The fourth stage you need to start with an endurance test, do the maximum number of presses. The maximum result must be repeated in two more sets, the break between which should be no more than 3 minutes.
Any workout should be preceded by a warm-up for all muscle groups. You can go to the gym for a quality warm-up. You can eat food at least 2 hours and 30 minutes before sports.
For advanced
do for speed the main guideline is not the number of presses, but the time spent on push-ups
The goal of the program is to increase the number of push-ups for a certain period. The maximum time is 38 seconds. We train three times a week every other day, as the load is quite serious.
An example of a 4 × 30 technique:
What is the program for?
self-discipline decides the main thing is to be honest during an endurance test
Who can be called a novice athlete? These are people who have minimal physical fitness. Beginners also include those who do up to 5 push-ups in one go. The minimum physical fitness is 5-15 push-ups, the average is from 16 to 32, and the highest is from 33 or more.

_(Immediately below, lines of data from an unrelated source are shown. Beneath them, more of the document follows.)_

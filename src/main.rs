use anyhow::{bail, Context, Result};
use clap::Parser;
use fountainscout::cli::{Cli, Mode};
use fountainscout::compression::{as_scouting_collection, encode_payload};
use fountainscout::config::TransferConfig;
use fountainscout::filter::{apply_filters, record_export, DataFilters, MatchRange, MatchRangePreset, TeamFilter};
use fountainscout::import::{ImportEvent, ImportSession};
use fountainscout::packet::DataKind;
use fountainscout::store::FileStore;
use fountainscout::transport::{PacketCarousel, PacketGenerator, Scanner};
use indicatif::{ProgressBar, ProgressStyle};
use log::{info, warn};
use serde_json::Value;
use std::path::Path;
use tokio::fs::File;
use tokio::io::{AsyncBufReadExt, AsyncRead, AsyncReadExt, AsyncWriteExt, BufReader};

#[tokio::main]
async fn main() -> Result<()> {
    let cli = Cli::parse();

    let level = if cli.verbose { "debug" } else { "info" };
    env_logger::Builder::from_env(env_logger::Env::default().default_filter_or(level)).init();

    let mut config = match &cli.config {
        Some(path) => TransferConfig::load(path).with_context(|| format!("loading {}", path.display()))?,
        None => TransferConfig::default(),
    };
    if let Some(speed) = cli.speed {
        config.speed = speed;
    }

    match cli.mode {
        Mode::Send => send(&cli, config).await,
        Mode::Receive => receive(&cli, config).await,
    }
}

async fn open_input(path: Option<&Path>) -> Result<Box<dyn AsyncRead + Unpin>> {
    Ok(match path {
        Some(path) => Box::new(
            File::open(path)
                .await
                .with_context(|| format!("opening {}", path.display()))?,
        ),
        None => Box::new(tokio::io::stdin()),
    })
}

fn parse_match_range(raw: &str) -> Result<MatchRange> {
    let Some((start, end)) = raw.split_once('-') else {
        bail!("match range must look like START-END, got {:?}", raw);
    };
    let bound = |s: &str| -> Result<Option<u32>> {
        let s = s.trim();
        if s.is_empty() {
            Ok(None)
        } else {
            Ok(Some(s.parse().with_context(|| format!("bad match number {:?}", s))?))
        }
    };
    Ok(MatchRange::Custom {
        custom_start: bound(start)?,
        custom_end: bound(end)?,
    })
}

fn filters_from(cli: &Cli) -> Result<DataFilters> {
    let match_range = if let Some(raw) = &cli.matches {
        parse_match_range(raw)?
    } else if cli.from_last_export {
        MatchRange::Preset {
            preset: MatchRangePreset::FromLastExport,
        }
    } else {
        let preset = match cli.last.as_deref() {
            Some("10") => MatchRangePreset::Last10,
            Some("15") => MatchRangePreset::Last15,
            Some("30") => MatchRangePreset::Last30,
            _ => MatchRangePreset::All,
        };
        MatchRange::Preset { preset }
    };

    Ok(DataFilters {
        match_range,
        teams: TeamFilter {
            include_all: cli.teams.is_empty(),
            selected_teams: cli.teams.clone(),
        },
    })
}

async fn send(cli: &Cli, config: TransferConfig) -> Result<()> {
    let mut raw = Vec::new();
    open_input(cli.file.as_deref()).await?.read_to_end(&mut raw).await?;
    let mut value: Value = serde_json::from_slice(&raw).context("payload is not JSON")?;

    let mut store = None;
    if cli.kind == DataKind::Scouting {
        if let Some(collection) = as_scouting_collection(&value) {
            let opened = FileStore::open(&cli.store)?;
            if cli.has_filters() {
                let (filtered, summary) = apply_filters(&collection, &filters_from(cli)?, &opened, &config);
                if filtered.is_empty() {
                    bail!("no entries left after filtering {} entries", summary.original);
                }
                value = serde_json::to_value(&filtered)?;
            }
            store = Some((opened, value.clone()));
        }
    } else if cli.has_filters() {
        warn!("filters only apply to scouting data, sending everything");
    }

    let payload = encode_payload(&value)?;
    let generated = PacketGenerator::new(cli.kind, config.clone()).generate(&payload)?;
    info!(
        "session {}: {} packets for {} bytes",
        generated.session_id,
        generated.packets.len(),
        generated.byte_length
    );

    if let Some((mut store, exported)) = store {
        if let Some(collection) = as_scouting_collection(&exported) {
            record_export(&mut store, &collection)?;
        }
    }

    if let Some(out) = &cli.out {
        let mut file = File::create(out).await?;
        for packet in &generated.packets {
            file.write_all(packet.to_json()?.as_bytes()).await?;
            file.write_all(b"\n").await?;
        }
        file.flush().await?;
        info!("wrote {} packets to {}", generated.packets.len(), out.display());
        return Ok(());
    }

    let mut carousel = PacketCarousel::new(&generated.packets, config.speed.interval())?;
    let total = carousel.len();
    carousel
        .run(cli.cycles, |position, frame| {
            println!("[{}/{}] {}", position + 1, total, frame);
        })
        .await;
    Ok(())
}

async fn receive(cli: &Cli, config: TransferConfig) -> Result<()> {
    let mut store = FileStore::open(&cli.store)?;
    let mut session = ImportSession::new(Scanner::with_config(cli.kind, &config), cli.merge);

    let progress = ProgressBar::new(0);
    progress.set_style(ProgressStyle::with_template("{bar:40} {pos}/{len} blocks {msg}")?);

    let mut lines = BufReader::new(open_input(cli.file.as_deref()).await?).lines();
    while let Some(line) = lines.next_line().await? {
        if line.trim().is_empty() {
            continue;
        }
        match session.scan(&line, &mut store) {
            Ok(ImportEvent::Progress(p)) | Ok(ImportEvent::Duplicate(p)) => {
                progress.set_length(p.estimated_needed as u64);
                progress.set_position(p.received as u64);
                progress.set_message(format!("{}% ({}/{} resolved)", p.percent, p.resolved, p.k));
            }
            Ok(ImportEvent::Imported(summary)) => {
                progress.finish_with_message("complete");
                println!("Imported into {}: {}", store.path().display(), summary);
                return Ok(());
            }
            Ok(ImportEvent::AlreadyComplete) => {}
            Err(fountainscout::import::ImportError::Scan(e)) => {
                progress.println(format!("skipped scan: {}", e));
            }
            Err(e) => {
                progress.abandon();
                return Err(e.into());
            }
        }
    }

    progress.abandon();
    let decoder = session.scanner().decoder();
    bail!(
        "input ended with {} of {} blocks resolved",
        decoder.resolved_count(),
        decoder.source_block_count().unwrap_or(0)
    )
}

Bench presses are considered very intense exercises that not everyone can do. Main contraindications: chronic diseases of the respiratory tract, heart and blood vessels. With injured joints and muscle strain, it is also forbidden to engage. Obese people are not recommended to immediately begin such intense training. This is because the joints will not withstand such a load. .
Before you start training, you need to be examined by a doctor.
If you are unable to perform some exercise from the complex or fulfill the standard, do not despair. Give your muscles a little rest and repeat the problematic stage again, only after you can repeat it several times can you move on to the next stage. Those who can’t do push-ups need to do elevation presses for 2 weeks. After that, try doing classic push-ups.
When choosing a program for yourself, you should focus on your own wishes and level of physical fitness. To find out how strong you are, physically take the test, during which you need to push the maximum number of times. Choose a program based on the results of this test. You need to deal strictly according to one technique, only in this way will it be possible to achieve certain successes. Take a weekend as the muscles grow during rest. Follow all the rules, and the results of the training you will notice very soon.